Patients who have been diagnosed with rheumatoid arthritis have a lower risk of type 2 diabetes, according to the recent analysis of a US commercial insurance database. The analysis, which was published in the journal Arthritis Care & Research, compared adults with rheumatoid arthritis to patients diagnosed with other health issues.
A total of 449,327 people were included in the analysis, which divided patients into four groups for comparison to rheumatoid arthritis patients. The groups included patients without rheumatoid arthritis, patients with hypertension, osteoarthritis, and patients with psoriatic arthritis.
All patients were followed for an average of 1.6 years. It was found that the rate of type 2 diabetes development was lowest in the rheumatoid arthritis group (7.0 per 1,000 people per year) and highest (12.3 per 1,000 people per year) in the hypertension group. Overall, patients with rheumatoid arthritis were associated with a 24% to 35% lower risk of developing type 2 diabetes compared with the four other groups.
No Association with Type 2 Diabetes
“While systemic inflammation in rheumatoid arthritis increases the risk of cardiovascular disease, our findings unexpectedly show that having rheumatoid arthritis itself does not confer an increased risk of type 2 diabetes compared with four different comparator groups,” said senior author Seoyoung C. Kim, MD, ScD, MSCE. “Since all rheumatoid arthritis patients included in our study were treated with at least one disease-modifying antirheumatic drug, our study is unable to test the association between no treatment or undertreatment for rheumatoid arthritis and risk of type 2 diabetes.”

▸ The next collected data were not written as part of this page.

//! Vertex normals from face normals over the shared-corner map.

use glam::Vec3;

use crate::corners::{CornerMap, FACES_PER_CORNER};
use crate::geometry::VERTEX_COUNT;

/// How the face normals meeting at a corner are combined.
#[derive(Debug, Clone, Copy, Default, PartialEq, Eq)]
pub enum NormalAveraging {
    /// Arithmetic mean, left at its natural length (≈0.577 on this mesh).
    /// Matches the reference renders.
    #[default]
    Mean,
    /// Arithmetic mean scaled back to unit length.
    Renormalized,
}

impl NormalAveraging {
    pub fn toggled(self) -> Self {
        match self {
            NormalAveraging::Mean => NormalAveraging::Renormalized,
            NormalAveraging::Renormalized => NormalAveraging::Mean,
        }
    }
}

/// Average the face normals of the four entries on each corner and write the
/// result to all four of them.
///
/// Deterministic: the same input always yields bit-identical output.
pub fn compute_vertex_normals(
    face_normals: &[[f32; 3]; VERTEX_COUNT],
    corners: &CornerMap,
    averaging: NormalAveraging,
) -> [[f32; 3]; VERTEX_COUNT] {
    let mut out = [[0.0; 3]; VERTEX_COUNT];

    for (_, occurrences) in corners.iter() {
        let sum = occurrences
            .iter()
            .fold(Vec3::ZERO, |acc, o| acc + Vec3::from(face_normals[o.entry()]));
        let mean = sum / FACES_PER_CORNER as f32;

        let normal = match averaging {
            NormalAveraging::Mean => mean,
            NormalAveraging::Renormalized => mean.normalize_or_zero(),
        };

        for occurrence in occurrences {
            out[occurrence.entry()] = normal.to_array();
        }
    }

    out
}

#[cfg(test)]
mod tests {
    use super::*;
    use crate::geometry::{Corner, face_normals};

    const EPSILON: f32 = 1e-6;

    #[test]
    fn test_apex_mean_points_straight_up() {
        let normals =
            compute_vertex_normals(&face_normals(), &CornerMap::new(), NormalAveraging::Mean);
        let expected = Vec3::new(0.0, 1.0 / 3.0_f32.sqrt(), 0.0);

        for index in [0, 3, 6, 9] {
            assert!(Vec3::from(normals[index]).abs_diff_eq(expected, EPSILON));
        }
    }

    #[test]
    fn test_equator_mean_is_not_unit_length() {
        let map = CornerMap::new();
        let normals = compute_vertex_normals(&face_normals(), &map, NormalAveraging::Mean);

        let b = 2.0_f32.sqrt() / 3.0_f32.sqrt();
        let expected = Vec3::new(-b / 2.0, 0.0, b / 2.0);
        for index in map.entries(Corner::FrontLeft) {
            let normal = Vec3::from(normals[index]);
            assert!(normal.abs_diff_eq(expected, EPSILON));
            assert!((normal.length() - 1.0 / 3.0_f32.sqrt()).abs() < EPSILON);
        }
    }

    #[test]
    fn test_renormalized_is_unit_length() {
        let normals = compute_vertex_normals(
            &face_normals(),
            &CornerMap::new(),
            NormalAveraging::Renormalized,
        );

        for normal in normals {
            assert!((Vec3::from(normal).length() - 1.0).abs() < EPSILON);
        }
        assert!(Vec3::from(normals[12]).abs_diff_eq(Vec3::NEG_Y, EPSILON));
    }

    #[test]
    fn test_toggled() {
        assert_eq!(NormalAveraging::Mean.toggled(), NormalAveraging::Renormalized);
        assert_eq!(NormalAveraging::Renormalized.toggled(), NormalAveraging::Mean);
    }
}
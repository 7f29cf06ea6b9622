mod app;
mod assets;
mod config;
mod headless;
mod render;

use clap::Parser;
use octa::{ColorScheme, NormalAveraging, OctahedronOptions, Rgba, Shading};
use winit::event_loop::EventLoop;

use config::ViewerConfig;

#[derive(Parser)]
#[command(name = "viewer")]
#[command(about = "Regular octahedron with flat and smooth shading")]
struct Args {
    #[arg(long, value_parser = parse_color, help = "Uniform color for every face, as r,g,b,a")]
    color: Option<Rgba>,

    #[arg(long, help = "Start with smooth (vertex normal) shading")]
    smooth: bool,

    #[arg(long, help = "Scale averaged vertex normals back to unit length")]
    renormalize: bool,

    #[arg(long, help = "Run against an in-memory surface and print the command log")]
    headless: bool,

    #[arg(long, value_name = "SECONDS", help = "Print the orbit rig transforms at this time")]
    orbit: Option<f32>,

    #[arg(
        long,
        value_name = "CX,CY,RX,RY,AX,AY,BX,BY",
        value_parser = parse_floats::<8>,
        help = "Intersect segment A..B with the circle centered at C through R"
    )]
    intersect: Option<[f32; 8]>,
}

impl Args {
    fn mesh_options(&self) -> OctahedronOptions {
        OctahedronOptions {
            colors: ColorScheme::from(self.color),
            shading: if self.smooth {
                Shading::Smooth
            } else {
                Shading::Flat
            },
            averaging: if self.renormalize {
                NormalAveraging::Renormalized
            } else {
                NormalAveraging::Mean
            },
        }
    }
}

fn parse_color(s: &str) -> Result<Rgba, String> {
    parse_floats::<4>(s)
}

fn parse_floats<const N: usize>(s: &str) -> Result<[f32; N], String> {
    let parts = s
        .split(',')
        .map(|part| part.trim().parse::<f32>().map_err(|e| e.to_string()))
        .collect::<Result<Vec<_>, _>>()?;

    parts
        .try_into()
        .map_err(|parts: Vec<f32>| format!("expected {} components, got {}", N, parts.len()))
}

fn main() -> anyhow::Result<()> {
    env_logger::init();

    let args = Args::parse();
    let options = args.mesh_options();

    if let Some(seconds) = args.orbit {
        headless::print_orbit(seconds);
        return Ok(());
    }
    if let Some(values) = args.intersect {
        headless::print_intersections(values);
        return Ok(());
    }
    if args.headless {
        let commands = headless::run(options)?;
        headless::print(&commands);
        return Ok(());
    }

    let event_loop = EventLoop::new()?;
    let mut app = app::App::new(ViewerConfig::default(), options);
    event_loop.run_app(&mut app)?;
    Ok(())
}

#[cfg(test)]
mod tests {
    use super::*;

    #[test]
    fn test_parse_color() {
        assert_eq!(parse_color("0, 1, 0, 1"), Ok([0.0, 1.0, 0.0, 1.0]));
        assert!(parse_color("1,0,0").is_err());
        assert!(parse_color("red").is_err());
        assert_eq!(parse_floats::<2>("0.5,-1"), Ok([0.5, -1.0]));
    }

    #[test]
    fn test_dump_flags() {
        let args =
            Args::parse_from(["viewer", "--orbit", "1.5", "--intersect", "0,0,1,0,-2,0,2,0"]);
        assert_eq!(args.orbit, Some(1.5));
        assert_eq!(args.intersect, Some([0.0, 0.0, 1.0, 0.0, -2.0, 0.0, 2.0, 0.0]));
        assert!(Args::try_parse_from(["viewer", "--intersect", "0,0,1"]).is_err());
    }

    #[test]
    fn test_args_to_options() {
        let args = Args::parse_from(["viewer", "--color", "0,1,0,1", "--smooth", "--renormalize"]);
        let options = args.mesh_options();
        assert_eq!(options.colors, ColorScheme::Uniform([0.0, 1.0, 0.0, 1.0]));
        assert_eq!(options.shading, Shading::Smooth);
        assert_eq!(options.averaging, NormalAveraging::Renormalized);

        let defaults = Args::parse_from(["viewer"]).mesh_options();
        assert_eq!(defaults, OctahedronOptions::default());
    }
}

This study adds to mounting evidence that certain diseases may be associated with a higher risk for other types of illnesses or diseases. Researchers believe that this type of information can help physicians when looking to offer preventative treatments for health issues related to rheumatoid arthritis.
With the conclusion of this study offering no association between rheumatoid arthritis and type 2 diabetes, patients can focus on other health issues that may be linked with the autoimmune disease. Health care experts stress how important it is to know the relationship between illnesses so they can better prepare patients to lower the risk associated with rheumatoid arthritis.